Multiciência: Sua música “Falta Amor” representa mais um momento de resistência e autocuidado ou de denúncia?
Kaila Barreto: “Falta Amor” foi minha primeira música e ela é um símbolo de resistência e autocuidado. Sim, é uma voz dizendo que existe, que está ali, que precisa de atenção e cuidado. Não só autocuidado, mas que acontecem coisas reais que atravessam a vida de pessoas como eu e que não podem ser invisibilizadas. A música também é uma forma de denúncia, isso se expressa em alguns versos e no videoclipe, quando logo no início trago uma manchete acerca do assassinato de Rosinha do beco, mulher trans seabrense.
VÍDEO DO CLIPE “FALTA
AMOR”
( https://www.youtube.com/watch?v=lcG0BHUcG7Q )
Multiciência: A Chapada Diamantina é o cenário dos seus videoclipes, tanto na cidade quanto na natureza, essa imagem é pensada? Conte um pouco sobre a produção audiovisual
Kaila Barreto: Minha produção audiovisual reflete minha realidade, de onde sou e o que gosto de fazer. Em “Falta amor”, são explorados locais de memória afetiva, nas quais vivi grande parte da minha vida. Em “Natureza mística”, tive a experiência de gravar no Mucugezinho, local que também adoro e buscava retratar esses momentos terapêuticos que o rio proporciona. Assim como Jandira, palco de diversos momentos felizes que vivi com meus amigos.
Multiciência: Sua trajetória em se aceitar como mulher trans, em uma cidade pequena de um país tão transfóbico, foi permeada de medos e inseguranças?

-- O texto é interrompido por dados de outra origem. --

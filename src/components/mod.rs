//! Page components: each mounts onto server-rendered markup, wires its
//! listeners, and exposes a teardown.

pub mod auto_alert;
pub mod navbar;
pub mod password_toggle;
pub mod pull_to_refresh;
pub mod theme_manager;
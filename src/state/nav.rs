//! Navigation active-link resolution.
//!
//! DESIGN
//! ======
//! Resolution works on a snapshot of the rendered links (`NavLink`) and
//! returns a `NavUpdate` for the DOM layer to apply, so the route rules are
//! testable without a document. At most one link is ever marked active.

#[cfg(test)]
#[path = "nav_test.rs"]
mod nav_test;

use crate::config::{HOME_LINK_ID, LOGOUT_PATH, ROUTES};

/// Snapshot of one rendered navigation link.
#[derive(Clone, Debug, PartialEq, Eq)]
pub struct NavLink {
    pub id: Option<String>,
    /// Pathname of the link target.
    pub path: String,
}

impl NavLink {
    pub fn new(id: Option<&str>, path: &str) -> Self {
        Self { id: id.filter(|id| !id.is_empty()).map(str::to_owned), path: path.to_owned() }
    }

    /// The logout link never carries active state.
    #[must_use]
    pub fn is_logout(&self) -> bool {
        self.path == LOGOUT_PATH
    }
}

/// What the DOM layer should do to the link set.
#[derive(Clone, Copy, Debug, PartialEq, Eq)]
pub enum NavUpdate {
    /// Clear every link, then mark the link at this index active.
    Activate(usize),
    /// Clear every link; the routed link is not rendered on this page.
    ClearAll,
    /// Leave the server-rendered state alone.
    Unchanged,
}

/// Result of clicking a link.
#[derive(Clone, Copy, Debug, PartialEq, Eq)]
pub struct ClickOutcome {
    pub update: NavUpdate,
    /// Close the slide-out navigation panel.
    pub close_panel: bool,
}

/// Static path to link-id table.
#[derive(Clone, Debug)]
pub struct RouteTable {
    routes: Vec<(String, String)>,
}

impl Default for RouteTable {
    fn default() -> Self {
        Self::from_pairs(ROUTES)
    }
}

impl RouteTable {
    #[must_use]
    pub fn from_pairs(pairs: &[(&str, &str)]) -> Self {
        Self { routes: pairs.iter().map(|(p, id)| ((*p).to_owned(), (*id).to_owned())).collect() }
    }

    /// Link id for `path`. The site root always maps to the home link.
    #[must_use]
    pub fn lookup(&self, path: &str) -> Option<&str> {
        self.routes
            .iter()
            .find(|(p, _)| p == path)
            .map(|(_, id)| id.as_str())
            .or_else(|| (path == "/").then_some(HOME_LINK_ID))
    }

    /// Decide which link should be active for `path`.
    #[must_use]
    pub fn resolve(&self, path: &str, links: &[NavLink]) -> NavUpdate {
        if let Some(id) = self.lookup(path) {
            return match links.iter().position(|link| link.id.as_deref() == Some(id)) {
                Some(index) => NavUpdate::Activate(index),
                None => {
                    log::debug!("nav: route {path} maps to #{id}, which is not rendered");
                    NavUpdate::ClearAll
                }
            };
        }
        links
            .iter()
            .position(|link| link.path == path)
            .map_or(NavUpdate::Unchanged, NavUpdate::Activate)
    }
}

/// Decide the outcome of a click on `links[index]`.
#[must_use]
pub fn on_click(links: &[NavLink], index: usize) -> Option<ClickOutcome> {
    let link = links.get(index)?;
    if link.is_logout() {
        return None;
    }
    if link.id.is_none() {
        log::warn!("nav: link to {} has no id", link.path);
    }
    Some(ClickOutcome { update: NavUpdate::Activate(index), close_panel: true })
}
use std::fmt::Display;
use unicode_width::UnicodeWidthStr;

/// Print a summary table with unicode box drawing characters.
///
/// Columns are sized to their widest entry, data cells are right aligned, and
/// an optional footer line runs the full width under the data.
#[derive(Default, Debug)]
pub struct TablePrinter {
    title: Option<String>,
    footer: Option<String>,
    column_names: Vec<String>,
    columns: Vec<Vec<String>>,
}

impl TablePrinter {
    pub fn new() -> Self {
        Self::default()
    }

    pub fn with_title<T: Display>(self, title: T) -> Self {
        Self {
            title: Some(format!("{}", title)),
            ..self
        }
    }

    pub fn with_footer<T: Display>(self, footer: T) -> Self {
        Self {
            footer: Some(format!("{}", footer)),
            ..self
        }
    }

    pub fn with_column<T, V>(mut self, col_name: T, col_vals: &[V]) -> Self
    where
        T: Display,
        V: Display,
    {
        self.column_names.push(format!("{}", col_name));
        self.columns
            .push(col_vals.iter().map(|v| format!("{}", v)).collect());
        self
    }

    pub fn print(self) {
        debug_assert!(!self.columns.is_empty(), "Must add a column.");

        let mut col_widths: Vec<usize> = self
            .column_names
            .iter()
            .zip(self.columns.iter())
            .map(|(name, vals)| {
                vals.iter()
                    .map(|v| UnicodeWidthStr::width(v.as_str()))
                    .chain(Some(UnicodeWidthStr::width(name.as_str())))
                    .max()
                    .unwrap_or(0)
                    + 2
            })
            .collect();

        // widen columns until the title and footer fit
        let boxed_width = |s: &Option<String>| {
            s.as_ref()
                .map(|s| UnicodeWidthStr::width(s.as_str()) + 2)
                .unwrap_or(0)
        };
        let min_width = boxed_width(&self.title).max(boxed_width(&self.footer));

        let mut table_width: usize = col_widths.iter().sum::<usize>() + col_widths.len() - 1;
        while table_width < min_width {
            let min = *col_widths.iter().min().unwrap();
            for width in &mut col_widths {
                if *width == min {
                    *width += 1;
                }
            }
            table_width = col_widths.iter().sum::<usize>() + col_widths.len() - 1;
        }

        // title box
        if let Some(ref title) = self.title {
            println!("\u{250c}{}\u{2510}", "\u{2500}".repeat(table_width));
            println!("\u{2502}{0:^1$}\u{2502}", title, table_width);
            print_rule(&col_widths, '\u{251c}', '\u{252c}', '\u{2524}');
        } else {
            print_rule(&col_widths, '\u{250c}', '\u{252c}', '\u{2510}');
        }

        // column names, centered
        for (name, width) in self.column_names.iter().zip(col_widths.iter()) {
            print!("\u{2502} {0:^1$} ", name, width - 2);
        }
        println!("\u{2502}");
        print_rule(&col_widths, '\u{251c}', '\u{253c}', '\u{2524}');

        // data rows, right aligned
        let num_rows = self.columns.iter().map(Vec::len).max().unwrap_or(0);
        for i in 0..num_rows {
            for (column, width) in self.columns.iter().zip(col_widths.iter()) {
                let val = column.get(i).map(String::as_str).unwrap_or("");
                print!("\u{2502} {0:>1$} ", val, width - 2);
            }
            println!("\u{2502}");
        }

        if let Some(ref footer) = self.footer {
            print_rule(&col_widths, '\u{251c}', '\u{2534}', '\u{2524}');
            println!("\u{2502}{0:<1$}\u{2502}", footer, table_width);
            println!("\u{2514}{}\u{2518}", "\u{2500}".repeat(table_width));
        } else {
            print_rule(&col_widths, '\u{2514}', '\u{2534}', '\u{2518}');
        }
    }
}

fn print_rule(col_widths: &[usize], left: char, junction: char, right: char) {
    print!("{}", left);
    for (i, &width) in col_widths.iter().enumerate() {
        if i > 0 {
            print!("{}", junction);
        }
        print!("{}", "\u{2500}".repeat(width));
    }
    println!("{}", right);
}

Kaila Barreto: Sim, com certeza. Principalmente em relação à família, que é o principal processo, sempre. Não ter apoio das pessoas que te amam, protegem e vivem com você, isso causa medo, medo de decepcionar. No entanto, são coisas inevitáveis tendo em vista quem você é. Socialmente, pode ser perigoso e traumatizante, os olhares se voltam, parece que a pessoa se torna um alienígena, mas hoje o tempo ensina como lidar, a entender que as projeções das pessoas sobre você são coisas especificamente delas e que não somos responsáveis por isso.
Multiciência: Como está sendo estudar Medicina Veterinária na Universidade Federal do Recôncavo da Bahia - UFRB, que é um mundo totalmente diferente da arte e música, e ocupar a universidade também como mulher negra?
Kaila Barreto: Nossa, tem sido muito louco, cansativo, porém muito bom. Antes de iniciar o curso, estava vivendo intensamente com arte e acredito que ela habita aqui e sempre habitará. Não perderei oportunidades viáveis de mostrar para o mundo meu lado artístico, porque isso pulsa forte, é real e necessário. No entanto, eu sempre amei as ciências biológicas, a vida em suas diversas formas me encanta, bem como seus processos fisiológicos. Poder estudar isso na perspectiva da medicina veterinária tem sido incrível.